• What this task involves: When you return the entries, keep every word and mark exactly as it is.

• Dataset records:
-----

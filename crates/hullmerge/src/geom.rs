//! Geometry primitives: points, slopes, orientation and polygon edges.
//!
//! Vertical policy
//! - `slope` never divides by zero: equal x gives a signed infinity
//!   (`+∞` upwards, `−∞` downwards) and identical points are rejected.
//! - Slope comparisons inside the hull engine go through `orient`, which
//!   agrees with the slope order whenever both slopes are finite and stays
//!   well defined for vertical pairs.
//! - `turn` classifies a triple with a collinearity band relative to the
//!   lengths involved, so the same tolerance works at every coordinate scale.

use std::cmp::Ordering;

use nalgebra::{Matrix2, Point2};

use crate::error::{HullError, Result};

/// A point in the plane. Equality is by coordinate value.
pub type Point = Point2<f64>;

/// Directed boundary segment `a → b`.
#[derive(Clone, Copy, Debug, PartialEq)]
pub struct Segment {
    pub a: Point,
    pub b: Point,
}

impl Segment {
    #[inline]
    pub fn new(a: Point, b: Point) -> Self {
        Self { a, b }
    }
    #[inline]
    pub fn length(&self) -> f64 {
        (self.b - self.a).norm()
    }
}

/// Slope of the line through `a` and `b`.
///
/// Pre: `a != b`.
/// Post: `(b.y - a.y) / (b.x - a.x)` for distinct x; `±∞` for vertical pairs.
pub fn slope(a: &Point, b: &Point) -> Result<f64> {
    let dx = b.x - a.x;
    let dy = b.y - a.y;
    if dx != 0.0 {
        return Ok(dy / dx);
    }
    if dy > 0.0 {
        Ok(f64::INFINITY)
    } else if dy < 0.0 {
        Ok(f64::NEG_INFINITY)
    } else {
        Err(HullError::DegenerateGeometry(format!(
            "slope between identical points ({}, {})",
            a.x, a.y
        )))
    }
}

/// Twice the signed area of triangle `(a, b, c)`.
/// Positive for a counter-clockwise turn `a → b → c`, negative for clockwise.
#[inline]
pub fn orient(a: &Point, b: &Point, c: &Point) -> f64 {
    // determinant of [b-a  c-a]
    Matrix2::from_columns(&[b - a, c - a]).determinant()
}

/// Turn direction of `a → b → c`, with a scale-relative collinearity band.
///
/// `Greater` is counter-clockwise, `Less` clockwise. `Equal` when
/// `|orient| <= eps * |b - a| * |c - a|`, i.e. the sine of the angle at `a`
/// is at most `eps`.
#[inline]
pub fn turn(a: &Point, b: &Point, c: &Point, eps: f64) -> Ordering {
    let o = orient(a, b, c);
    let tol = eps * (b - a).norm() * (c - a).norm();
    if o > tol {
        Ordering::Greater
    } else if o < -tol {
        Ordering::Less
    } else {
        Ordering::Equal
    }
}

/// Total order by x, then y. NaN coordinates compare as equal.
#[inline]
pub fn lex_cmp(a: &Point, b: &Point) -> Ordering {
    match a.x.partial_cmp(&b.x).unwrap_or(Ordering::Equal) {
        Ordering::Equal => a.y.partial_cmp(&b.y).unwrap_or(Ordering::Equal),
        o => o,
    }
}

/// Boundary segments of a hull, closing segment last.
pub fn polygon_edges(hull: &[Point]) -> Vec<Segment> {
    if hull.len() < 2 {
        return Vec::new();
    }
    let mut edges = Vec::with_capacity(hull.len());
    for k in 0..hull.len() {
        edges.push(Segment::new(hull[k], hull[(k + 1) % hull.len()]));
    }
    edges
}
//! Divide-and-conquer hull engine.
//!
//! Pipeline
//! - `driver`: validates x-sorted input, splits at the midpoint down to
//!   base cases of 2 or 3 points, merges bottom-up.
//! - `merge`: captures seeds, normalizes both hulls, finds the two tangents
//!   and stitches the boundaries.
//! - `tangent`: alternating walk for the upper and lower tangent.
//! - `normalize`: canonical clockwise order from the leftmost point.
//!
//! Each recursive call owns its sublist and returns a fresh hull; nothing is
//! shared between sibling calls.

mod driver;
mod merge;
mod normalize;
mod tangent;
mod types;

pub use driver::{compute_hull, compute_hull_with, convex_hull, divide_points_in_half};
pub use merge::merge_two_hulls;
pub use normalize::sort_hull;
pub use tangent::{find_lower_tangent, find_upper_tangent};
pub use types::{HullCfg, Tangent, TangentKind};
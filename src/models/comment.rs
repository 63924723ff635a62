use serde::{Deserialize, Serialize};

use super::task::{mint_id, now_timestamp};

/// A note attached to a task. Comments are append-only and never edited
/// or removed once created.
#[derive(Debug, Clone, PartialEq, Eq, Serialize, Deserialize)]
#[serde(rename_all = "camelCase")]
pub struct Comment {
    pub id: String,
    pub text: String,
    pub created_at: String,
}

impl Comment {
    pub fn new(text: String) -> Self {
        Self {
            id: mint_id(),
            text,
            created_at: now_timestamp(),
        }
    }
}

-----

• Result of the exercise:
filename crates/hullmerge/src/geom.rs
//! Geometry primitives: points, slopes, orientation and polygon edges.
//!
//! Vertical policy
//! - `slope` never divides by zero: equal x gives a signed infinity
//!   (`+∞` upwards, `−∞` downwards) and identical points are rejected.
//! - Slope comparisons inside the hull engine go through `orient`, which
//!   agrees with the slope order whenever both slopes are finite and stays
//!   well defined for vertical pairs.
//! - `turn` classifies a triple with a collinearity band relative to the
//!   lengths involved, so the same tolerance works at every coordinate scale.

use std::cmp::Ordering;

use nalgebra::{Matrix2, Point2};

use crate::error::{HullError, Result};

/// A point in the plane. Equality is by coordinate value.
pub type Point = Point2<f64>;

/// Directed boundary segment `a → b`.
#[derive(Clone, Copy, Debug, PartialEq)]
pub struct Segment {
    pub a: Point,
    pub b: Point,
}

impl Segment {
    #[inline]
    pub fn new(a: Point, b: Point) -> Self {
        Self { a, b }
    }
    #[inline]
    pub fn length(&self) -> f64 {
        (self.b - self.a).norm()
    }
}

/// Slope of the line through `a` and `b`.
///
/// Pre: `a != b`.
/// Post: `(b.y - a.y) / (b.x - a.x)` for distinct x; `±∞` for vertical pairs.
pub fn slope(a: &Point, b: &Point) -> Result<f64> {
    let dx = b.x - a.x;
    let dy = b.y - a.y;
    if dx != 0.0 {
        return Ok(dy / dx);
    }
    if dy > 0.0 {
        Ok(f64::INFINITY)
    } else if dy < 0.0 {
        Ok(f64::NEG_INFINITY)
    } else {
        Err(HullError::DegenerateGeometry(format!(
            "slope between identical points ({}, {})",
            a.x, a.y
        )))
    }
}

/// Twice the signed area of triangle `(a, b, c)`.
/// Positive for a counter-clockwise turn `a → b → c`, negative for clockwise.
#[inline]
pub fn orient(a: &Point, b: &Point, c: &Point) -> f64 {
    // determinant of [b-a  c-a]
    Matrix2::from_columns(&[b - a, c - a]).determinant()
}

/// Turn direction of `a → b → c`, with a scale-relative collinearity band.
///
/// `Greater` is counter-clockwise, `Less` clockwise. `Equal` when
/// `|orient| <= eps * |b - a| * |c - a|`, i.e. the sine of the angle at `a`
/// is at most `eps`.
#[inline]
pub fn turn(a: &Point, b: &Point, c: &Point, eps: f64) -> Ordering {
    let o = orient(a, b, c);
    let tol = eps * (b - a).norm() * (c - a).norm();
    if o > tol {
        Ordering::Greater
    } else if o < -tol {
        Ordering::Less
    } else {
        Ordering::Equal
    }
}

/// Total order by x, then y. NaN coordinates compare as equal.
#[inline]
pub fn lex_cmp(a: &Point, b: &Point) -> Ordering {
    match a.x.partial_cmp(&b.x).unwrap_or(Ordering::Equal) {
        Ordering::Equal => a.y.partial_cmp(&b.y).unwrap_or(Ordering::Equal),
        o => o,
    }
}

/// Boundary segments of a hull, closing segment last.
pub fn polygon_edges(hull: &[Point]) -> Vec<Segment> {
    if hull.len() < 2 {
        return Vec::new();
    }
    let mut edges = Vec::with_capacity(hull.len());
    for k in 0..hull.len() {
        edges.push(Segment::new(hull[k], hull[(k + 1) % hull.len()]));
    }
    edges
}
//! Divide-and-conquer hull engine.
//!
//! Pipeline
//! - `driver`: validates x-sorted input, splits at the midpoint down to
//!   base cases of 2 or 3 points, merges bottom-up.
//! - `merge`: captures seeds, normalizes both hulls, finds the two tangents
//!   and stitches the boundaries.
//! - `tangent`: alternating walk for the upper and lower tangent.
//! - `normalize`: canonical clockwise order from the leftmost point.
//!
//! Each recursive call owns its sublist and returns a fresh hull; nothing is
//! shared between sibling calls.

mod driver;
mod merge;
mod normalize;
mod tangent;
mod types;

pub use driver::{compute_hull, compute_hull_with, convex_hull, divide_points_in_half};
pub use merge::merge_two_hulls;
pub use normalize::sort_hull;
pub use tangent::{find_lower_tangent, find_upper_tangent};
pub use types::{HullCfg, Tangent, TangentKind};
filename src/models/comment.rs
repository 63924723ff635a62
use serde::{Deserialize, Serialize};

use super::task::{mint_id, now_timestamp};

/// A note attached to a task. Comments are append-only and never edited
/// or removed once created.
#[derive(Debug, Clone, PartialEq, Eq, Serialize, Deserialize)]
#[serde(rename_all = "camelCase")]
pub struct Comment {
    pub id: String,
    pub text: String,
    pub created_at: String,
}

impl Comment {
    pub fn new(text: String) -> Self {
        Self {
            id: mint_id(),
            text,
            created_at: now_timestamp(),
        }
    }
}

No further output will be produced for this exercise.